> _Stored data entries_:
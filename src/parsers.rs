use crate::error::BalsaFrameError;
use crate::headers::Span;
use crate::util::is_space_or_tab;
use nom::{
    bytes::complete::{take_till, take_till1, take_while},
    error::ErrorKind,
    sequence::tuple,
    IResult,
};

/// A parsed request start line. Token spans are relative to the line;
/// absent tokens are empty spans at the end of the line.
#[derive(Debug, PartialEq, Eq)]
pub(crate) struct RequestLine {
    pub method: Span,
    pub uri: Span,
    pub version: Span,
    pub warning: Option<BalsaFrameError>,
}

/// A parsed response start line. Token spans are relative to the line.
#[derive(Debug, PartialEq, Eq)]
pub(crate) struct ResponseLine {
    pub version: Span,
    pub code: Span,
    pub reason: Span,
    pub status: u32,
    pub warning: Option<BalsaFrameError>,
}

fn span_of(line: &[u8], sub: &[u8]) -> Span {
    Span::new(sub.as_ptr() as usize - line.as_ptr() as usize, sub.len())
}

fn end_span(line: &[u8]) -> Span {
    Span::new(line.len(), 0)
}

/// Consumes a run of SP/HT followed by one token (a run of anything
/// that is not SP/HT).
fn ws_then_token(input: &[u8]) -> IResult<&[u8], (&[u8], &[u8])> {
    tuple((take_while(is_space_or_tab), take_till1(is_space_or_tab)))(input)
}

/// The remainder of a line with surrounding SP/HT removed. Interior
/// whitespace is kept; reason phrases and deviant request-targets may
/// legitimately contain it.
fn rest_of_line(input: &[u8]) -> &[u8] {
    crate::util::trimmed(input)
}

/// Splits a request line into method, request-target and version.
///
/// The parser is lenient: one- and two-token lines (HTTP/0.9 style) are
/// accepted with a warning and the missing tokens left empty. Only a
/// line with no token at all is fatal.
pub(crate) fn parse_request_line(line: &[u8]) -> Result<RequestLine, BalsaFrameError> {
    let (rest, (_, method)) =
        ws_then_token(line).map_err(|_| BalsaFrameError::NoRequestLineInRequest)?;
    let method = span_of(line, method);
    match ws_then_token(rest) {
        Ok((rest, (_, uri))) => {
            let uri = span_of(line, uri);
            let version = rest_of_line(rest);
            if version.is_empty() {
                Ok(RequestLine {
                    method,
                    uri,
                    version: end_span(line),
                    warning: Some(BalsaFrameError::FailedToFindWsAfterRequestRequestUri),
                })
            } else {
                Ok(RequestLine {
                    method,
                    uri,
                    version: span_of(line, version),
                    warning: None,
                })
            }
        }
        Err(_) => Ok(RequestLine {
            method,
            uri: end_span(line),
            version: end_span(line),
            warning: Some(BalsaFrameError::FailedToFindWsAfterRequestMethod),
        }),
    }
}

/// Splits a response line into version, status code and reason phrase.
///
/// A missing status code is fatal; a missing reason phrase is tolerated
/// with a warning. The status code must be plain decimal digits.
pub(crate) fn parse_response_line(line: &[u8]) -> Result<ResponseLine, BalsaFrameError> {
    let (rest, (_, version)) =
        ws_then_token(line).map_err(|_| BalsaFrameError::NoStatusLineInResponse)?;
    let version = span_of(line, version);
    let (rest, (_, code)) =
        ws_then_token(rest).map_err(|_| BalsaFrameError::FailedToFindWsAfterResponseVersion)?;
    let status = parse_status_code(code)?;
    let code = span_of(line, code);
    let reason = rest_of_line(rest);
    if reason.is_empty() {
        Ok(ResponseLine {
            version,
            code,
            reason: end_span(line),
            status,
            warning: Some(BalsaFrameError::FailedToFindWsAfterResponseStatuscode),
        })
    } else {
        Ok(ResponseLine {
            version,
            code,
            reason: span_of(line, reason),
            status,
            warning: None,
        })
    }
}

/// Parses a status-code token: decimal digits only, 32 bits. Signs,
/// hex, non-ASCII and overflow are all the same failure.
pub fn parse_status_code(code: &[u8]) -> Result<u32, BalsaFrameError> {
    if code.is_empty() || !code.iter().all(u8::is_ascii_digit) {
        return Err(BalsaFrameError::FailedConvertingStatusCodeToInt);
    }
    std::str::from_utf8(code)
        .ok()
        .and_then(|s| s.parse::<u32>().ok())
        .ok_or(BalsaFrameError::FailedConvertingStatusCodeToInt)
}

/// Parses a Content-Length value (already LWS-trimmed): a non-negative
/// decimal integer that fits in 63 bits. Anything else, including an
/// empty token, a sign or overflow, is unparsable.
pub fn parse_content_length(value: &[u8]) -> Result<u64, BalsaFrameError> {
    let parsed: IResult<&[u8], &[u8], (&[u8], ErrorKind)> =
        take_till(|c: u8| !c.is_ascii_digit())(value);
    match parsed {
        Ok((rest, digits)) if rest.is_empty() && !digits.is_empty() => {
            let length = std::str::from_utf8(digits)
                .ok()
                .and_then(|s| s.parse::<u64>().ok())
                .ok_or(BalsaFrameError::UnparsableContentLength)?;
            if length >= 1 << 63 {
                return Err(BalsaFrameError::UnparsableContentLength);
            }
            Ok(length)
        }
        _ => Err(BalsaFrameError::UnparsableContentLength),
    }
}

/// Recognized transfer codings.
#[derive(Copy, Clone, Debug, PartialEq, Eq)]
pub enum TransferCoding {
    Chunked,
    Identity,
    Unknown,
}

/// Classifies a Transfer-Encoding value (already LWS-trimmed). Only
/// the exact single tokens `chunked` and `identity` are recognized;
/// lists such as `chunked, identity` are unknown codings.
pub fn parse_transfer_encoding(value: &[u8]) -> TransferCoding {
    if value.eq_ignore_ascii_case(b"chunked") {
        TransferCoding::Chunked
    } else if value.eq_ignore_ascii_case(b"identity") {
        TransferCoding::Identity
    } else {
        TransferCoding::Unknown
    }
}
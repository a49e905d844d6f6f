use std::fmt;

/// The closed set of framing error and warning codes.
///
/// Whether a code is fatal or a warning is decided where it is raised:
/// the same code can be a warning for a request and fatal for a
/// response (the start-line whitespace codes behave this way).
#[derive(Copy, Clone, Debug, PartialEq, Eq, Hash)]
pub enum BalsaFrameError {
    BalsaNoError,
    NoStatusLineInResponse,
    NoRequestLineInRequest,
    FailedToFindWsAfterResponseVersion,
    FailedToFindWsAfterRequestMethod,
    FailedToFindWsAfterResponseStatuscode,
    FailedToFindWsAfterRequestRequestUri,
    FailedToFindNlAfterResponseReasonPhrase,
    FailedToFindNlAfterRequestHttpVersion,
    FailedConvertingStatusCodeToInt,
    HeadersTooLong,
    UnparsableContentLength,
    MaybeBodyButNoContentLength,
    RequiredBodyButNoContentLength,
    HeaderMissingColon,
    InvalidChunkLength,
    ChunkLengthOverflow,
    CalledBytesSplicedWhenUnsafeToDoSo,
    CalledBytesSplicedAndExceededSafeSpliceAmount,
    MultipleContentLengthKeys,
    MultipleTransferEncodingKeys,
    UnknownTransferEncoding,
    InvalidHeaderFormat,
    InvalidHeaderCharacter,
    InvalidHeaderNameCharacter,
    InvalidTrailerFormat,
    InvalidTrailerNameCharacter,
    TrailerTooLong,
    TrailerMissingColon,
    InternalLogicError,
}

impl BalsaFrameError {
    /// Returns the stable identifier for the code, suitable for logs
    /// and test expectations.
    pub fn as_str(self) -> &'static str {
        use BalsaFrameError::*;
        match self {
            BalsaNoError => "BalsaNoError",
            NoStatusLineInResponse => "NoStatusLineInResponse",
            NoRequestLineInRequest => "NoRequestLineInRequest",
            FailedToFindWsAfterResponseVersion => "FailedToFindWsAfterResponseVersion",
            FailedToFindWsAfterRequestMethod => "FailedToFindWsAfterRequestMethod",
            FailedToFindWsAfterResponseStatuscode => "FailedToFindWsAfterResponseStatuscode",
            FailedToFindWsAfterRequestRequestUri => "FailedToFindWsAfterRequestRequestUri",
            FailedToFindNlAfterResponseReasonPhrase => "FailedToFindNlAfterResponseReasonPhrase",
            FailedToFindNlAfterRequestHttpVersion => "FailedToFindNlAfterRequestHttpVersion",
            FailedConvertingStatusCodeToInt => "FailedConvertingStatusCodeToInt",
            HeadersTooLong => "HeadersTooLong",
            UnparsableContentLength => "UnparsableContentLength",
            MaybeBodyButNoContentLength => "MaybeBodyButNoContentLength",
            RequiredBodyButNoContentLength => "RequiredBodyButNoContentLength",
            HeaderMissingColon => "HeaderMissingColon",
            InvalidChunkLength => "InvalidChunkLength",
            ChunkLengthOverflow => "ChunkLengthOverflow",
            CalledBytesSplicedWhenUnsafeToDoSo => "CalledBytesSplicedWhenUnsafeToDoSo",
            CalledBytesSplicedAndExceededSafeSpliceAmount => {
                "CalledBytesSplicedAndExceededSafeSpliceAmount"
            }
            MultipleContentLengthKeys => "MultipleContentLengthKeys",
            MultipleTransferEncodingKeys => "MultipleTransferEncodingKeys",
            UnknownTransferEncoding => "UnknownTransferEncoding",
            InvalidHeaderFormat => "InvalidHeaderFormat",
            InvalidHeaderCharacter => "InvalidHeaderCharacter",
            InvalidHeaderNameCharacter => "InvalidHeaderNameCharacter",
            InvalidTrailerFormat => "InvalidTrailerFormat",
            InvalidTrailerNameCharacter => "InvalidTrailerNameCharacter",
            TrailerTooLong => "TrailerTooLong",
            TrailerMissingColon => "TrailerMissingColon",
            InternalLogicError => "InternalLogicError",
        }
    }
}

impl Default for BalsaFrameError {
    fn default() -> Self {
        BalsaFrameError::BalsaNoError
    }
}

impl fmt::Display for BalsaFrameError {
    fn fmt(&self, f: &mut fmt::Formatter<'_>) -> fmt::Result {
        f.write_str(self.as_str())
    }
}

#[cfg(test)]
mod test {
    use super::BalsaFrameError::*;
    use super::*;
    use rstest::rstest;

    #[rstest]
    #[case(BalsaNoError, "BalsaNoError")]
    #[case(NoStatusLineInResponse, "NoStatusLineInResponse")]
    #[case(NoRequestLineInRequest, "NoRequestLineInRequest")]
    #[case(FailedToFindWsAfterResponseVersion, "FailedToFindWsAfterResponseVersion")]
    #[case(FailedToFindWsAfterRequestMethod, "FailedToFindWsAfterRequestMethod")]
    #[case(
        FailedToFindWsAfterResponseStatuscode,
        "FailedToFindWsAfterResponseStatuscode"
    )]
    #[case(
        FailedToFindWsAfterRequestRequestUri,
        "FailedToFindWsAfterRequestRequestUri"
    )]
    #[case(
        FailedToFindNlAfterResponseReasonPhrase,
        "FailedToFindNlAfterResponseReasonPhrase"
    )]
    #[case(
        FailedToFindNlAfterRequestHttpVersion,
        "FailedToFindNlAfterRequestHttpVersion"
    )]
    #[case(FailedConvertingStatusCodeToInt, "FailedConvertingStatusCodeToInt")]
    #[case(HeadersTooLong, "HeadersTooLong")]
    #[case(UnparsableContentLength, "UnparsableContentLength")]
    #[case(MaybeBodyButNoContentLength, "MaybeBodyButNoContentLength")]
    #[case(RequiredBodyButNoContentLength, "RequiredBodyButNoContentLength")]
    #[case(HeaderMissingColon, "HeaderMissingColon")]
    #[case(InvalidChunkLength, "InvalidChunkLength")]
    #[case(ChunkLengthOverflow, "ChunkLengthOverflow")]
    #[case(
        CalledBytesSplicedWhenUnsafeToDoSo,
        "CalledBytesSplicedWhenUnsafeToDoSo"
    )]
    #[case(
        CalledBytesSplicedAndExceededSafeSpliceAmount,
        "CalledBytesSplicedAndExceededSafeSpliceAmount"
    )]
    #[case(MultipleContentLengthKeys, "MultipleContentLengthKeys")]
    #[case(MultipleTransferEncodingKeys, "MultipleTransferEncodingKeys")]
    #[case(UnknownTransferEncoding, "UnknownTransferEncoding")]
    #[case(InvalidHeaderFormat, "InvalidHeaderFormat")]
    #[case(InvalidHeaderCharacter, "InvalidHeaderCharacter")]
    #[case(InvalidHeaderNameCharacter, "InvalidHeaderNameCharacter")]
    #[case(InvalidTrailerFormat, "InvalidTrailerFormat")]
    #[case(InvalidTrailerNameCharacter, "InvalidTrailerNameCharacter")]
    #[case(TrailerTooLong, "TrailerTooLong")]
    #[case(TrailerMissingColon, "TrailerMissingColon")]
    #[case(InternalLogicError, "InternalLogicError")]
    fn test_stable_identifiers(#[case] code: BalsaFrameError, #[case] expected: &str) {
        assert_eq!(code.as_str(), expected);
        assert_eq!(code.to_string(), expected);
    }

    #[test]
    fn test_default_is_no_error() {
        assert_eq!(BalsaFrameError::default(), BalsaNoError);
    }
}
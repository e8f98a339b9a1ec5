//! Shell escaping and tokenization.
//!
//! Converts [`Value`]s (scalars, arrays and maps) into shell-safe tokens and
//! option maps into CLI flags, controlled by [`TokenizeOptions`]:
//!
//! ```rust
//! use cmds_tokenize::{tokenize, TokenizeOptions, Value};
//!
//! let values = [
//!     Value::from("/where ever/it/is.psql"),
//!     Value::map([("x", Value::from(1)), ("dry_run", Value::from(true))]),
//! ];
//! assert_eq!(
//!     tokenize(&values, &TokenizeOptions::default()).unwrap(),
//!     r"/where\ ever/it/is.psql --dry_run -x 1"
//! );
//! ```

pub mod escape;
pub mod options;
pub mod tokenize;
pub mod value;

pub use escape::{QuoteKind, escape, escape_value, quote, quote_dance};
pub use options::{ArrayMode, FalseMode, FalseShortOptMode, HashMode, TokenizeOptions};
pub use tokenize::{tokenize, tokenize_option, tokenize_options, tokenize_value};
pub use value::Value;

> _TASK INSTRUCTIONS_:
Take every line above carrying "codings" and return it.

> _FINISHED EXERCISE_:
/// Recognized transfer codings.
/// lists such as `chunked, identity` are unknown codings.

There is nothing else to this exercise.